Wildfires are a normal part of life in the tight-knit mountain town of Paradise, Calif. Lisa Vasquez, 56, has lived in the town since she was 11, and says that although the town experiences a wildfire nearby about once a year, the fires have never threated her home.
Vasquez realized almost too late that the Camp Fire would be different. By Monday, the Camp Fire had killed at least 29 people; incinerated 6,453 homes, including Vasquez’s; and left the entire town of 26,000 scorched. Vasquez says many of her family members are lucky to be alive because they waited until the last minute to make their escape.
Some of Vasquez’s neighbors were not as fortunate. Authorities say may of the dead were found burned in their cars – caught by the raging fire as they tried to escape. Vasquez says many of her neighbors in the rural mountain town are elderly, have disabilities or do not own cars. She is afraid they did not make it out in time.
Vasquez does not know how many of her friends died in the fire, but she fears the death toll will end up much higher than the current death toll. About 225 people were missing as of Sunday night.

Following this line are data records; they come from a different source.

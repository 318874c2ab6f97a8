// SPDX-License-Identifier: GPL-3.0-only

//! LeafCam capture core - photo capture and background removal for a plant
//! cataloguing application
//!
//! This library implements the capture pipeline that sits behind the camera
//! screen of the LeafCam app: it acquires a frame from the camera session,
//! corrects its orientation, runs foreground instance segmentation and
//! composites the foreground over a transparent background before publishing
//! the result to the UI.
//!
//! # Architecture
//!
//! ```text
//! ┌───────────────────────────────────────────────────┐
//! │               UI (external consumer)              │
//! │          observes PipelineSnapshot events         │
//! └─────────────────────────┬─────────────────────────┘
//!                           │
//! ┌─────────────────────────┴─────────────────────────┐
//! │                  CapturePipeline                   │
//! │   state machine + watchdog + single-in-flight     │
//! │                                                   │
//! │  RawFrame → FrameNormalizer → SegmentationEngine  │
//! │                 → CompositingEngine               │
//! └─────────────────────────┬─────────────────────────┘
//!                           │
//! ┌─────────────────────────┴─────────────────────────┐
//! │               CaptureSessionManager                │
//! │     configure / start / stop / request_capture    │
//! └─────────────────────────┬─────────────────────────┘
//!                           │
//! ┌─────────────────────────┴─────────────────────────┐
//! │       CameraCapability (hardware, external)        │
//! └───────────────────────────────────────────────────┘
//! ```
//!
//! Category management, persistence and all UI chrome live in the application
//! layer, not in this crate. The segmentation model is consumed through the
//! [`ForegroundSegmenter`] trait and never implemented here.

pub mod backends;
pub mod config;
pub mod constants;
pub mod errors;
pub mod pipelines;

// Re-export commonly used types
pub use backends::camera::{
    CameraCapability, CameraDevice, CaptureDelivery, CaptureSessionManager, Orientation,
    RawFrame, SessionPreset,
};
pub use config::Config;
pub use errors::{CameraError, CaptureError, SegmentationError};
pub use pipelines::photo::{
    CapturePipeline, CompositedImage, CompositingEngine, ForegroundSegmenter, FrameNormalizer,
    InstanceMask, NormalizedFrame, PipelineSnapshot, PipelineState, SegmentationEngine,
    SegmentationMask,
};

“The death is so much higher than that,” Vasquez says. “I’m so sorry for my community. It’s going to be a ghost town, we’ve lost so many people.”
When Camp Fire started about 6:30 a.m. Thursday, it was more than nine miles from Vasquez’s home. Strong winds and dry forests caused it to spread rapidly.
By 9:30 a.m., Vasquez was still inside her house when she heard someone banging on her door. It was her ex-husband, Greg Woodcox.
“He said, ‘There’s a fire, it’s coming so close. You have to get out,’” Vasquez says.
Taking only her two dogs, she immediately got into her Jeep and drove to the end of her street on the edge of Paradise, Vasquez says. As she looked out, she could see the entire canyon on fire – and the flames were headed for Paradise.
“I’ve lived through so many fires up there,” Vasquez says. “Damn this is a bad one.”
She took off down the mountain in her Jeep and only stopped once she reached a utility truck near the base of the mountain. Above her, she watched as the slope and the town above her burned, she says.
Vasquez credits Woodcox, her ex-husband, with saving her life – and the lives of some of her neighbors.
But, she says, “there’s a lot of people on that road who are still missing.”
She says Woodcox drove throughout the neighborhood, honking on his horn, screaming at people to leave and banging on doors. He later told her that he had stayed behind for such a long time that as the fire approached, he was forced to jump out of his car with his two tiny dogs in his arms.
Woodcox escaped by following a fox through the trees and down into a ravine. He laid in the water as the fire passed above him, Vasquez says he told her.
Woodcox’s nephew later posted a video on social media that his uncle had recorded during the fire. The full video shows the charred bodies of his neighbors inside cars after they died apparently trying to escape.
Since her harrowing escape from Paradise, Vasquez has slowly been trying to piece together what happened to her friends and family. Cellphone service is spotty on the mountain, and the family has had to rely on Facebook messages and notices from the sheriff’s office to keep track of each other.
A firefighter friend told Vasquez this weekend that her home was burned to the ground, Vasquez says. Many of her family members, including two of her brothers, also lost their homes in the fire.
Her ex’s brother, Terry Woodcox, an Iraq war veteran who Vasquez calls her best friend, was forced to stay behind because his severely autistic son, Damion, refused to leave their home. He spent the last few days chopping down brush in an effort to help contain the fire.
Vasquez is now staying at her niece’s home in the town of Grass Valley – along with her daughter and granddaughter, who were also displaced in the fire. She doesn’t plan to stay for long because she is desperate to return to her community.
She plans to convene with her family in the city of Cisco, which stands at the base of the mountain, on Tuesday. She is planning to bring food and share resources with her family members.
She hopes to return to Paradise soon to “assess the damage.”
“I want to go back and see my community,” Vasquez says.